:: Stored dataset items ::
-=-=-

//! Forward-only schema migrations for the metadata store.
//!
//! Versions are recorded in `schema_migrations`. All pending migrations run
//! inside one transaction: either the store ends at `CURRENT_SCHEMA_VERSION`
//! or it stays exactly where it was. Every migration inspects the schema
//! before changing it, because a store left behind by an interrupted run may
//! already contain a later migration's tables.

use crate::errors::{StoreError, StoreResult};
use chrono::Utc;
use sqlx::{SqliteConnection, SqlitePool};
use tracing::{debug, info};

pub const CURRENT_SCHEMA_VERSION: i64 = 2;

const CREATE_RECORDS_TABLE: &str = "
    CREATE TABLE IF NOT EXISTS file_metadata (
        id INTEGER PRIMARY KEY AUTOINCREMENT,
        mapping_id TEXT NOT NULL,
        object_name TEXT NOT NULL,
        size INTEGER NOT NULL,
        last_modified TIMESTAMP NOT NULL,
        etag TEXT,
        content_type TEXT,
        last_synced TIMESTAMP NOT NULL,
        sync_status TEXT NOT NULL,
        UNIQUE(mapping_id, object_name)
    )";

const CREATE_REKEY_TABLE: &str = "
    CREATE TABLE file_metadata_new (
        id INTEGER PRIMARY KEY AUTOINCREMENT,
        mapping_id TEXT NOT NULL,
        object_name TEXT NOT NULL,
        size INTEGER NOT NULL,
        last_modified TIMESTAMP NOT NULL,
        etag TEXT,
        content_type TEXT,
        last_synced TIMESTAMP NOT NULL,
        sync_status TEXT NOT NULL,
        UNIQUE(mapping_id, object_name)
    )";

const CREATE_RECORDS_INDEX: &str = "
    CREATE INDEX IF NOT EXISTS idx_file_metadata_mapping_object
    ON file_metadata(mapping_id, object_name)";

/// Bring the store at `pool` up to `CURRENT_SCHEMA_VERSION`.
///
/// Returns the version the store is at afterwards.
pub async fn run(pool: &SqlitePool) -> StoreResult<i64> {
    let mut tx = pool.begin().await.map_err(StoreError::Open)?;

    let current = current_version(&mut tx)
        .await
        .map_err(|source| StoreError::Schema { version: 0, source })?;

    if current >= CURRENT_SCHEMA_VERSION {
        debug!(version = current, "metadata schema is up to date");
        return Ok(current);
    }

    for version in (current + 1)..=CURRENT_SCHEMA_VERSION {
        info!(version, "applying metadata schema migration");
        apply(&mut tx, version)
            .await
            .map_err(|source| StoreError::Schema { version, source })?;

        sqlx::query("INSERT INTO schema_migrations (version, applied_at) VALUES (?, ?)")
            .bind(version)
            .bind(Utc::now())
            .execute(&mut *tx)
            .await
            .map_err(|source| StoreError::Schema { version, source })?;
    }

    tx.commit().await.map_err(|source| StoreError::Schema {
        version: CURRENT_SCHEMA_VERSION,
        source,
    })?;

    info!(
        from = current,
        to = CURRENT_SCHEMA_VERSION,
        "metadata schema migrated"
    );
    Ok(CURRENT_SCHEMA_VERSION)
}

/// Highest applied version, creating the bookkeeping table when missing.
async fn current_version(conn: &mut SqliteConnection) -> Result<i64, sqlx::Error> {
    sqlx::query(
        "CREATE TABLE IF NOT EXISTS schema_migrations (
            version INTEGER PRIMARY KEY,
            applied_at TIMESTAMP NOT NULL
        )",
    )
    .execute(&mut *conn)
    .await?;

    sqlx::query_scalar::<_, i64>("SELECT COALESCE(MAX(version), 0) FROM schema_migrations")
        .fetch_one(&mut *conn)
        .await
}

async fn apply(conn: &mut SqliteConnection, version: i64) -> Result<(), sqlx::Error> {
    match version {
        1 => create_base_table(conn).await,
        2 => rekey_by_mapping(conn).await,
        other => Err(sqlx::Error::Protocol(format!(
            "no migration defined for schema version {other}"
        ))),
    }
}

/// Migration 1: the per-object record table and its lookup index.
///
/// A legacy table keyed by bucket name is left untouched for migration 2.
async fn create_base_table(conn: &mut SqliteConnection) -> Result<(), sqlx::Error> {
    let legacy = column_exists(conn, "file_metadata", "bucket_name").await?
        || column_exists(conn, "file_metadata", "source_bucket").await?;
    if legacy {
        debug!("legacy record table found, deferring to re-key migration");
        return Ok(());
    }

    sqlx::query(CREATE_RECORDS_TABLE).execute(&mut *conn).await?;
    sqlx::query(CREATE_RECORDS_INDEX).execute(&mut *conn).await?;
    Ok(())
}

/// Migration 2: partition records by the composite mapping key.
///
/// Rows keyed by a single bucket become `default:<bucket>->default:<bucket>`;
/// rows keyed by a source/target pair become
/// `default:<source>->default:<target>`.
async fn rekey_by_mapping(conn: &mut SqliteConnection) -> Result<(), sqlx::Error> {
    if !table_exists(conn, "file_metadata").await? {
        sqlx::query(CREATE_RECORDS_TABLE).execute(&mut *conn).await?;
        sqlx::query(CREATE_RECORDS_INDEX).execute(&mut *conn).await?;
        return Ok(());
    }

    if column_exists(conn, "file_metadata", "mapping_id").await? {
        sqlx::query(CREATE_RECORDS_INDEX).execute(&mut *conn).await?;
        return Ok(());
    }

    let derived_key = if column_exists(conn, "file_metadata", "bucket_name").await? {
        "'default:' || bucket_name || '->default:' || bucket_name"
    } else if column_exists(conn, "file_metadata", "source_bucket").await? {
        "'default:' || source_bucket || '->default:' || target_bucket"
    } else {
        return Err(sqlx::Error::Protocol(
            "file_metadata has neither mapping_id nor a legacy bucket column".into(),
        ));
    };

    sqlx::query("DROP TABLE IF EXISTS file_metadata_new")
        .execute(&mut *conn)
        .await?;
    sqlx::query(CREATE_REKEY_TABLE).execute(&mut *conn).await?;

    let copy = format!(
        "INSERT OR IGNORE INTO file_metadata_new (
            mapping_id, object_name, size, last_modified, etag,
            content_type, last_synced, sync_status
        )
        SELECT {derived_key}, object_name, size, last_modified, etag,
               content_type, last_synced, sync_status
        FROM file_metadata"
    );
    let copied = sqlx::query(&copy).execute(&mut *conn).await?;
    debug!(rows = copied.rows_affected(), "re-keyed legacy records");

    sqlx::query("DROP TABLE file_metadata")
        .execute(&mut *conn)
        .await?;
    sqlx::query("ALTER TABLE file_metadata_new RENAME TO file_metadata")
        .execute(&mut *conn)
        .await?;
    sqlx::query(CREATE_RECORDS_INDEX).execute(&mut *conn).await?;
    Ok(())
}

async fn table_exists(conn: &mut SqliteConnection, table: &str) -> Result<bool, sqlx::Error> {
    let count = sqlx::query_scalar::<_, i64>(
        "SELECT COUNT(*) FROM sqlite_master WHERE type = 'table' AND name = ?",
    )
    .bind(table)
    .fetch_one(&mut *conn)
    .await?;
    Ok(count > 0)
}

async fn column_exists(
    conn: &mut SqliteConnection,
    table: &str,
    column: &str,
) -> Result<bool, sqlx::Error> {
    let count =
        sqlx::query_scalar::<_, i64>("SELECT COUNT(*) FROM pragma_table_info(?) WHERE name = ?")
            .bind(table)
            .bind(column)
            .fetch_one(&mut *conn)
            .await?;
    Ok(count > 0)
}
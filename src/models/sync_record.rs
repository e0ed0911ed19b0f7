//! Persisted last-known state of one object within one mapping.

use crate::models::{mapping::MappingKey, object::ObjectDescriptor};
use chrono::{DateTime, Utc};
use std::{convert::Infallible, fmt, str::FromStr};

/// Outcome of the last sync attempt of an object.
///
/// Statuses this binary does not know about decode as `Other` so that a
/// store written by a newer version stays readable; they are never treated
/// as `Success`.
#[derive(Clone, Debug, PartialEq, Eq, Hash)]
pub enum SyncStatus {
    Success,
    FailedGet,
    FailedUpload,
    Other(String),
}

impl SyncStatus {
    pub fn as_str(&self) -> &str {
        match self {
            SyncStatus::Success => "success",
            SyncStatus::FailedGet => "failed_get",
            SyncStatus::FailedUpload => "failed_upload",
            SyncStatus::Other(raw) => raw,
        }
    }

    pub fn is_success(&self) -> bool {
        matches!(self, SyncStatus::Success)
    }
}

impl FromStr for SyncStatus {
    type Err = Infallible;

    fn from_str(s: &str) -> Result<Self, Self::Err> {
        Ok(match s {
            "success" => SyncStatus::Success,
            "failed_get" => SyncStatus::FailedGet,
            "failed_upload" => SyncStatus::FailedUpload,
            other => SyncStatus::Other(other.to_string()),
        })
    }
}

impl From<String> for SyncStatus {
    fn from(value: String) -> Self {
        match value.parse() {
            Ok(status) => status,
            Err(never) => match never {},
        }
    }
}

impl fmt::Display for SyncStatus {
    fn fmt(&self, f: &mut fmt::Formatter<'_>) -> fmt::Result {
        f.write_str(self.as_str())
    }
}

/// One row of the metadata store, keyed by `(mapping_key, object_name)`.
///
/// Upserts always replace every field.
#[derive(Clone, Debug, PartialEq)]
pub struct SyncRecord {
    pub mapping_key: MappingKey,
    pub object_name: String,

    /// Size in bytes at the last observation.
    pub size: i64,

    /// Source-reported modification time at the last observation.
    pub last_modified: DateTime<Utc>,

    /// Source-reported content fingerprint at the last observation.
    pub etag: String,

    pub content_type: String,

    /// When the last attempt (successful or not) finished.
    pub last_synced_at: DateTime<Utc>,

    pub status: SyncStatus,
}

impl SyncRecord {
    /// Build a record from a source descriptor, stamped with the current time.
    pub fn observed(
        mapping_key: &MappingKey,
        source: &ObjectDescriptor,
        status: SyncStatus,
    ) -> Self {
        Self {
            mapping_key: mapping_key.clone(),
            object_name: source.name.clone(),
            size: source.size,
            last_modified: source.last_modified,
            etag: source.etag.clone(),
            content_type: source.content_type.clone(),
            last_synced_at: Utc::now(),
            status,
        }
    }

    /// True when the object must be transferred again: its fingerprint or
    /// modification time moved, or the previous attempt did not succeed.
    pub fn is_stale_for(&self, source: &ObjectDescriptor) -> bool {
        self.etag != source.etag
            || self.last_modified != source.last_modified
            || !self.status.is_success()
    }
}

-=-=-

:: PROBLEM DETAILS ::
Report, for the data above, every line in which the string "Protocol" appears.

:: RESPONSE AREA ::
        other => Err(sqlx::Error::Protocol(format!(
        return Err(sqlx::Error::Protocol(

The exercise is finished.